All of the records must be given again exactly.
[DATA TO PROCESS Boundary: Start]
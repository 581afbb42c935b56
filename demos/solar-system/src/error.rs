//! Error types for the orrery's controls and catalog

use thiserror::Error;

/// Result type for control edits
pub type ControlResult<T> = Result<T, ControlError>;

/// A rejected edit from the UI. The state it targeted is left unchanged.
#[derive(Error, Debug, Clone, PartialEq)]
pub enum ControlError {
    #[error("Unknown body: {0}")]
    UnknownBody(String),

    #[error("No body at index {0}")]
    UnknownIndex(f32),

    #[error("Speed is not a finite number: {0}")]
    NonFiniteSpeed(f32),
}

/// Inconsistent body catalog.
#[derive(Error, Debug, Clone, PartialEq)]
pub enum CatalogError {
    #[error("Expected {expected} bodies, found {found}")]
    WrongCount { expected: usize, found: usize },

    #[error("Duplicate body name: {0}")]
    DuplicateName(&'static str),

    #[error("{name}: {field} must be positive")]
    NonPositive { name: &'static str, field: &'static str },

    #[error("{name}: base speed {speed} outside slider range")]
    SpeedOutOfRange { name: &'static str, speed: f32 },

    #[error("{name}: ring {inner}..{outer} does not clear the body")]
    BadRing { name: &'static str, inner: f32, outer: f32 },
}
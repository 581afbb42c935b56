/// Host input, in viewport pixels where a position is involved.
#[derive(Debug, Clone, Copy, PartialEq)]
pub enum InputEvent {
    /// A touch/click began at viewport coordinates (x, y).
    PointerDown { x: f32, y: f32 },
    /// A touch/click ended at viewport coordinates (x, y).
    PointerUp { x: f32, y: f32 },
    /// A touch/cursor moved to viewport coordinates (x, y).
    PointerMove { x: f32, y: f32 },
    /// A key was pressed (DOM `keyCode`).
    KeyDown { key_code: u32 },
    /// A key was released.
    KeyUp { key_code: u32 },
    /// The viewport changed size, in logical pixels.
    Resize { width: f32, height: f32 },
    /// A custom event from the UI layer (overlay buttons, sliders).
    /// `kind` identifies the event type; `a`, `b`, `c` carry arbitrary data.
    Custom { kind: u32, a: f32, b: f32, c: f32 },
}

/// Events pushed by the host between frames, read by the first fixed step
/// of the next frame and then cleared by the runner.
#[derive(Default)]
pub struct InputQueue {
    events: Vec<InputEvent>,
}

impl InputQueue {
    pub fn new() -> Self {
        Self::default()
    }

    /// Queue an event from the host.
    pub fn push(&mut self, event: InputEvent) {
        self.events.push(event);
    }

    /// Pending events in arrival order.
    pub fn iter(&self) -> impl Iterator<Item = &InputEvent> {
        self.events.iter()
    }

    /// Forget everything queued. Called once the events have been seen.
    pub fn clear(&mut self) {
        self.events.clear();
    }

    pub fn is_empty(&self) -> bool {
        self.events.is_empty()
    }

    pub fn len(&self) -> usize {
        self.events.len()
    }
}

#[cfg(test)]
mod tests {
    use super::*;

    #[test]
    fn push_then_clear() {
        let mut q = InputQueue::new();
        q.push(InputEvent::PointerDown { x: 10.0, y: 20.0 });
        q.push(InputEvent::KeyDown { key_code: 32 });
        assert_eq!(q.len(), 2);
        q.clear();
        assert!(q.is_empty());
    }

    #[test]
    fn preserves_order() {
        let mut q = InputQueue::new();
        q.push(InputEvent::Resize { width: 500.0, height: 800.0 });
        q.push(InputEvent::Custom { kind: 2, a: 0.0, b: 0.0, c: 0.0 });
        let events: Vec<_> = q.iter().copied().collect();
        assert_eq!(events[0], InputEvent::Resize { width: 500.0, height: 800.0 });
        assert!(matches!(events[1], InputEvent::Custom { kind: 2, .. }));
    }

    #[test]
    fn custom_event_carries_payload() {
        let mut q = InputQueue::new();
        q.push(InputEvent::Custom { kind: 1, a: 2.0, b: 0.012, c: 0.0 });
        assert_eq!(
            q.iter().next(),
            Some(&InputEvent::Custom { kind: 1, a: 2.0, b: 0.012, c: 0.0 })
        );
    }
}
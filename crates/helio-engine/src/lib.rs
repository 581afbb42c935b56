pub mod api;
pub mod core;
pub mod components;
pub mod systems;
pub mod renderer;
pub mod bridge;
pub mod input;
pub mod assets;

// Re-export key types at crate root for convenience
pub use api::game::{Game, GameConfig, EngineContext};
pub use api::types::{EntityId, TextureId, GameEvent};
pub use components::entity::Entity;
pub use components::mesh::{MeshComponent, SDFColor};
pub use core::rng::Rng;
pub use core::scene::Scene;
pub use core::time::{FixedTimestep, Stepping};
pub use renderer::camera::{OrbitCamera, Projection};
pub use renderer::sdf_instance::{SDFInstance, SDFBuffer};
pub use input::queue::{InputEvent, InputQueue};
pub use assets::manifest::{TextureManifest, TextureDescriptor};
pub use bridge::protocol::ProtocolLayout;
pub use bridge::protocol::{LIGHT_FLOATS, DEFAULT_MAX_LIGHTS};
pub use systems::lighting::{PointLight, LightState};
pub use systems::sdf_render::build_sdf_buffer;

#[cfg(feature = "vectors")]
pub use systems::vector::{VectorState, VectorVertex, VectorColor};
[DATA TO PROCESS Boundary: End]
**RESULT BELOW**
repository 581afbb42c935b56
filename demos/solar-system/src/error.rs
//! Error types for the orrery's controls and catalog

use thiserror::Error;

/// Result type for control edits
pub type ControlResult<T> = Result<T, ControlError>;

/// A rejected edit from the UI. The state it targeted is left unchanged.
#[derive(Error, Debug, Clone, PartialEq)]
pub enum ControlError {
    #[error("Unknown body: {0}")]
    UnknownBody(String),

    #[error("No body at index {0}")]
    UnknownIndex(f32),

    #[error("Speed is not a finite number: {0}")]
    NonFiniteSpeed(f32),
}

/// Inconsistent body catalog.
#[derive(Error, Debug, Clone, PartialEq)]
pub enum CatalogError {
    #[error("Expected {expected} bodies, found {found}")]
    WrongCount { expected: usize, found: usize },

    #[error("Duplicate body name: {0}")]
    DuplicateName(&'static str),

    #[error("{name}: {field} must be positive")]
    NonPositive { name: &'static str, field: &'static str },

    #[error("{name}: base speed {speed} outside slider range")]
    SpeedOutOfRange { name: &'static str, speed: f32 },

    #[error("{name}: ring {inner}..{outer} does not clear the body")]
    BadRing { name: &'static str, inner: f32, outer: f32 },
}
repository 581afbb42c935b56
/// Host input, in viewport pixels where a position is involved.
#[derive(Debug, Clone, Copy, PartialEq)]
pub enum InputEvent {
    /// A touch/click began at viewport coordinates (x, y).
    PointerDown { x: f32, y: f32 },
    /// A touch/click ended at viewport coordinates (x, y).
    PointerUp { x: f32, y: f32 },
    /// A touch/cursor moved to viewport coordinates (x, y).
    PointerMove { x: f32, y: f32 },
    /// A key was pressed (DOM `keyCode`).
    KeyDown { key_code: u32 },
    /// A key was released.
    KeyUp { key_code: u32 },
    /// The viewport changed size, in logical pixels.
    Resize { width: f32, height: f32 },
    /// A custom event from the UI layer (overlay buttons, sliders).
    /// `kind` identifies the event type; `a`, `b`, `c` carry arbitrary data.
    Custom { kind: u32, a: f32, b: f32, c: f32 },
}

/// Events pushed by the host between frames, read by the first fixed step
/// of the next frame and then cleared by the runner.
#[derive(Default)]
pub struct InputQueue {
    events: Vec<InputEvent>,
}

impl InputQueue {
    pub fn new() -> Self {
        Self::default()
    }

    /// Queue an event from the host.
    pub fn push(&mut self, event: InputEvent) {
        self.events.push(event);
    }

    /// Pending events in arrival order.
    pub fn iter(&self) -> impl Iterator<Item = &InputEvent> {
        self.events.iter()
    }

    /// Forget everything queued. Called once the events have been seen.
    pub fn clear(&mut self) {
        self.events.clear();
    }

    pub fn is_empty(&self) -> bool {
        self.events.is_empty()
    }

    pub fn len(&self) -> usize {
        self.events.len()
    }
}

#[cfg(test)]
mod tests {
    use super::*;

    #[test]
    fn push_then_clear() {
        let mut q = InputQueue::new();
        q.push(InputEvent::PointerDown { x: 10.0, y: 20.0 });
        q.push(InputEvent::KeyDown { key_code: 32 });
        assert_eq!(q.len(), 2);
        q.clear();
        assert!(q.is_empty());
    }

    #[test]
    fn preserves_order() {
        let mut q = InputQueue::new();
        q.push(InputEvent::Resize { width: 500.0, height: 800.0 });
        q.push(InputEvent::Custom { kind: 2, a: 0.0, b: 0.0, c: 0.0 });
        let events: Vec<_> = q.iter().copied().collect();
        assert_eq!(events[0], InputEvent::Resize { width: 500.0, height: 800.0 });
        assert!(matches!(events[1], InputEvent::Custom { kind: 2, .. }));
    }

    #[test]
    fn custom_event_carries_payload() {
        let mut q = InputQueue::new();
        q.push(InputEvent::Custom { kind: 1, a: 2.0, b: 0.012, c: 0.0 });
        assert_eq!(
            q.iter().next(),
            Some(&InputEvent::Custom { kind: 1, a: 2.0, b: 0.012, c: 0.0 })
        );
    }
}
filename crates/helio-engine/src/lib.rs
repository 581afbb42c935b56
pub mod api;
pub mod core;
pub mod components;
pub mod systems;
pub mod renderer;
pub mod bridge;
pub mod input;
pub mod assets;

// Re-export key types at crate root for convenience
pub use api::game::{Game, GameConfig, EngineContext};
pub use api::types::{EntityId, TextureId, GameEvent};
pub use components::entity::Entity;
pub use components::mesh::{MeshComponent, SDFColor};
pub use core::rng::Rng;
pub use core::scene::Scene;
pub use core::time::{FixedTimestep, Stepping};
pub use renderer::camera::{OrbitCamera, Projection};
pub use renderer::sdf_instance::{SDFInstance, SDFBuffer};
pub use input::queue::{InputEvent, InputQueue};
pub use assets::manifest::{TextureManifest, TextureDescriptor};
pub use bridge::protocol::ProtocolLayout;
pub use bridge::protocol::{LIGHT_FLOATS, DEFAULT_MAX_LIGHTS};
pub use systems::lighting::{PointLight, LightState};
pub use systems::sdf_render::build_sdf_buffer;

#[cfg(feature = "vectors")]
pub use systems::vector::{VectorState, VectorVertex, VectorColor};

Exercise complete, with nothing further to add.